▸ **Data shown**
=======

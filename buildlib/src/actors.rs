pub mod broadcaster;
pub mod store;
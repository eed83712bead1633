use uuid::Uuid;

pub type Program = String;
pub type Args = Vec<String>;
pub type Envs = Vec<(String, String)>;
pub type JobId = Uuid;
pub type LogLine = String;
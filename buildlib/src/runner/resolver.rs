use super::CommandSpec;
use crate::types::{Args, Program};

/// The host families whose process model differs in how a bare command name is launched.
#[derive(Clone, Copy, Debug, PartialEq, Eq)]
pub enum HostPlatform {
    Windows,
    Unix,
}

impl HostPlatform {
    pub fn current() -> Self {
        if cfg!(windows) {
            HostPlatform::Windows
        } else {
            HostPlatform::Unix
        }
    }
}

/// The program and arguments actually handed to the OS.
#[derive(Clone, Debug, PartialEq, Eq)]
pub struct ResolvedCommand {
    pub program: Program,
    pub args: Args,
}

/// Maps a requested command onto the form the host can execute.
pub trait CommandResolver: Send + Sync {
    fn resolve(&self, command: &CommandSpec) -> ResolvedCommand;
}

/// Package manager entry points such as `npm` are batch shims on Windows and cannot be spawned
/// by name, so there they are routed through `cmd /C`. Each original argument stays a separate
/// element; nothing is joined into a single string.
#[derive(Clone, Copy, Debug)]
pub struct PlatformResolver {
    platform: HostPlatform,
}

impl PlatformResolver {
    pub fn new(platform: HostPlatform) -> Self {
        Self { platform }
    }

    pub fn host() -> Self {
        Self::new(HostPlatform::current())
    }
}

impl CommandResolver for PlatformResolver {
    fn resolve(&self, command: &CommandSpec) -> ResolvedCommand {
        match self.platform {
            HostPlatform::Windows => {
                let mut args = Vec::with_capacity(command.args.len() + 2);
                args.push("/C".to_string());
                args.push(command.program.clone());
                args.extend(command.args.iter().cloned());
                ResolvedCommand {
                    program: "cmd".to_string(),
                    args,
                }
            }
            HostPlatform::Unix => ResolvedCommand {
                program: command.program.clone(),
                args: command.args.clone(),
            },
        }
    }
}
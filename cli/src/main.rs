mod arg_parser;
mod client_cli;

use arg_parser::{ArgParser, SubCommand};
use client_cli::ClientCli;

use clap::Parser;
use std::error;
use std::time::Duration;

#[tokio::main]
async fn main() -> Result<(), Box<dyn error::Error>> {
    let args = ArgParser::parse();
    let client = ClientCli::connect(&args.server);

    match args.sub_command {
        SubCommand::Build {
            platform,
            config,
            sets,
            follow,
        } => {
            let job_id = client
                .start_build(&platform, config.as_deref(), &sets)
                .await?;
            if follow {
                client.follow_logs(job_id).await?;
                client.query_status(job_id).await?;
            }
        }
        SubCommand::Status { job_id } => {
            client.query_status(job_id).await?;
        }
        SubCommand::Logs { job_id } => {
            client.follow_logs(job_id).await?;
        }
        SubCommand::Wait {
            job_id,
            interval_ms,
        } => {
            let job = client
                .wait(job_id, Duration::from_millis(interval_ms))
                .await?;
            if let Some(file_path) = job.file_path {
                println!("artifact: {}", file_path.display());
            }
        }
        SubCommand::Download { job_id, out } => {
            client.download(job_id, out).await?;
        }
    }

    Ok(())
}
//! Surface adapter
//!
//! Normalizes the two supported backend surface kinds (Xdg toplevels and
//! XWayland surfaces) into one [`ViewSurface`] with a uniform capability set:
//! hit testing, current surface/size queries, effective damage, sized
//! requests with an acknowledgement token, activation and surface-tree
//! iteration.
//!
//! The two backends differ in who is authoritative for a resize. An Xdg client
//! acknowledges a configure serial and commits a buffer of the new size; an
//! XWayland surface is configured by the server directly. Both are expressed
//! through [`AckToken`] so the handshake and damage code never branch on the
//! backend kind.

use std::fmt;

use serde::{Deserialize, Serialize};

use crate::geometry::{Point, Rectangle, Size};
use crate::region::Region;

mod subscription;

pub use subscription::Subscription;

/// Identity of a pixel-bearing backend surface (a `wl_surface`)
#[derive(Debug, Clone, Copy, PartialEq, Eq, Hash, PartialOrd, Ord, Serialize, Deserialize)]
#[serde(transparent)]
pub struct SurfaceId(pub u64);

impl fmt::Display for SurfaceId {
    fn fmt(&self, f: &mut fmt::Formatter<'_>) -> fmt::Result {
        write!(f, "surface#{}", self.0)
    }
}

/// Handshake identifier correlating a size request with the client's commit
///
/// For Xdg this is the configure serial. XWayland uses the synthetic
/// [`AckToken::SYNTHETIC`] value, which any later commit satisfies.
#[derive(Debug, Clone, Copy, PartialEq, Eq, Hash, PartialOrd, Ord)]
pub struct AckToken(pub u32);

impl AckToken {
    pub const SYNTHETIC: AckToken = AckToken(1);
}

/// Result of a successful hit test
#[derive(Debug, Clone, Copy, PartialEq, Eq)]
pub struct SurfaceHit {
    pub surface: SurfaceId,
    /// Coordinates local to `surface`
    pub local: Point,
}

/// Backend surface kind
#[derive(Debug, Clone, Copy, PartialEq, Eq, Hash, Serialize, Deserialize)]
#[serde(rename_all = "lowercase")]
pub enum SurfaceKind {
    Xdg,
    #[serde(rename = "xwayland")]
    XWayland,
}

/// Operations the Xdg shell backend provides for a toplevel
pub trait XdgToplevelHandle {
    /// The backing `wl_surface`, `None` once the backend has torn it down
    fn surface(&self) -> Option<SurfaceId>;

    /// Hit test in surface-local coordinates across the surface and its sub-surfaces
    fn surface_at(&self, local: Point) -> Option<SurfaceHit>;

    /// Window geometry the client declared for itself
    fn geometry(&self) -> Rectangle;

    /// Size of the currently committed buffer
    fn current_size(&self) -> Size;

    /// Damage accumulated by the latest commit, surface-local
    fn effective_damage(&self) -> Region;

    /// Latest configure serial the client has acknowledged
    fn configure_serial(&self) -> u32;

    /// Sends a configure with the given size and returns its serial
    fn set_size(&mut self, size: Size) -> u32;

    fn set_activated(&mut self, activated: bool);

    /// Visits the surface and each sub-surface with its offset in surface-local coordinates
    fn for_each_surface(&self, visitor: &mut dyn FnMut(SurfaceId, Point));

    fn app_id(&self) -> String;

    fn fullscreen_requested(&self) -> bool;

    /// Starts delivering map/unmap/commit/move/resize/destroy for this toplevel
    fn subscribe(&mut self) -> Subscription;
}

/// Operations the XWayland backend provides for an X11 window
pub trait XwaylandSurfaceHandle {
    /// `None` until the X11 window has been associated with a `wl_surface`
    fn surface(&self) -> Option<SurfaceId>;

    fn surface_at(&self, local: Point) -> Option<SurfaceHit>;

    fn geometry(&self) -> Rectangle;

    fn current_size(&self) -> Size;

    fn effective_damage(&self) -> Region;

    /// Server-authoritative configure of position and size
    fn configure(&mut self, geometry: Rectangle);

    fn activate(&mut self, activated: bool);

    fn class(&self) -> String;

    fn subscribe(&mut self) -> Subscription;
}

/// One backend surface behind a uniform interface
pub enum ViewSurface {
    Xdg(Box<dyn XdgToplevelHandle>),
    XWayland(Box<dyn XwaylandSurfaceHandle>),
}

impl ViewSurface {
    pub fn xdg(handle: impl XdgToplevelHandle + 'static) -> Self {
        ViewSurface::Xdg(Box::new(handle))
    }

    pub fn xwayland(handle: impl XwaylandSurfaceHandle + 'static) -> Self {
        ViewSurface::XWayland(Box::new(handle))
    }

    pub fn kind(&self) -> SurfaceKind {
        match self {
            ViewSurface::Xdg(_) => SurfaceKind::Xdg,
            ViewSurface::XWayland(_) => SurfaceKind::XWayland,
        }
    }

    /// The live backend surface, `None` until one exists
    pub fn current_surface(&self) -> Option<SurfaceId> {
        match self {
            ViewSurface::Xdg(xdg) => xdg.surface(),
            ViewSurface::XWayland(xwayland) => xwayland.surface(),
        }
    }

    /// Hit test at view-local coordinates
    ///
    /// Returns `None` when nothing is hit or when the backend has no surface
    /// yet (an XWayland window that was never associated).
    pub fn surface_at(&self, local: Point) -> Option<SurfaceHit> {
        match self {
            ViewSurface::Xdg(xdg) => xdg.surface_at(local),
            ViewSurface::XWayland(xwayland) => {
                xwayland.surface()?;
                xwayland.surface_at(local)
            }
        }
    }

    pub fn geometry(&self) -> Rectangle {
        match self {
            ViewSurface::Xdg(xdg) => xdg.geometry(),
            ViewSurface::XWayland(xwayland) => xwayland.geometry(),
        }
    }

    /// Authoritative size of what the client has committed
    pub fn current_size(&self) -> Size {
        match self {
            ViewSurface::Xdg(xdg) => xdg.current_size(),
            ViewSurface::XWayland(xwayland) => xwayland.current_size(),
        }
    }

    pub fn effective_damage(&self) -> Region {
        match self {
            ViewSurface::Xdg(xdg) => xdg.effective_damage(),
            ViewSurface::XWayland(xwayland) => xwayland.effective_damage(),
        }
    }

    /// Requests a new geometry from the backend
    ///
    /// Xdg only carries the size to the client; the returned token is the
    /// configure serial the client must acknowledge. XWayland is configured
    /// with position and size at once and returns [`AckToken::SYNTHETIC`].
    pub fn request_size(&mut self, geometry: Rectangle) -> AckToken {
        match self {
            ViewSurface::Xdg(xdg) => AckToken(xdg.set_size(geometry.size())),
            ViewSurface::XWayland(xwayland) => {
                xwayland.configure(geometry);
                AckToken::SYNTHETIC
            }
        }
    }

    /// Whether a commit happening now satisfies `token`
    ///
    /// Serials are compared monotonically: acknowledging a newer configure
    /// also satisfies every older one.
    pub fn is_acknowledged(&self, token: AckToken) -> bool {
        match self {
            ViewSurface::Xdg(xdg) => xdg.configure_serial() >= token.0,
            ViewSurface::XWayland(_) => true,
        }
    }

    pub fn activate(&mut self, activated: bool) {
        match self {
            ViewSurface::Xdg(xdg) => xdg.set_activated(activated),
            ViewSurface::XWayland(xwayland) => xwayland.activate(activated),
        }
    }

    /// Visits every surface making up the view with its view-local offset
    ///
    /// Xdg views yield the toplevel surface and its sub-surfaces; XWayland
    /// views yield their single surface, or nothing if it doesn't exist yet.
    /// Each call starts a fresh traversal.
    pub fn for_each_surface(&self, mut visitor: impl FnMut(SurfaceId, Point)) {
        match self {
            ViewSurface::Xdg(xdg) => xdg.for_each_surface(&mut visitor),
            ViewSurface::XWayland(xwayland) => {
                if let Some(surface) = xwayland.surface() {
                    visitor(surface, Point::default());
                }
            }
        }
    }

    /// Application identifier (Xdg app id, X11 class)
    pub fn app_id(&self) -> String {
        match self {
            ViewSurface::Xdg(xdg) => xdg.app_id(),
            ViewSurface::XWayland(xwayland) => xwayland.class(),
        }
    }

    pub fn fullscreen_requested(&self) -> bool {
        match self {
            ViewSurface::Xdg(xdg) => xdg.fullscreen_requested(),
            ViewSurface::XWayland(_) => false,
        }
    }

    pub fn subscribe(&mut self) -> Subscription {
        match self {
            ViewSurface::Xdg(xdg) => xdg.subscribe(),
            ViewSurface::XWayland(xwayland) => xwayland.subscribe(),
        }
    }
}

impl fmt::Debug for ViewSurface {
    fn fmt(&self, f: &mut fmt::Formatter<'_>) -> fmt::Result {
        f.debug_struct("ViewSurface")
            .field("kind", &self.kind())
            .field("surface", &self.current_surface())
            .finish()
    }
}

=======

▸ **What to do**
Nothing but a number is wanted here: please count the lines in the entries above that include the word "class".

▸ **Reply**
3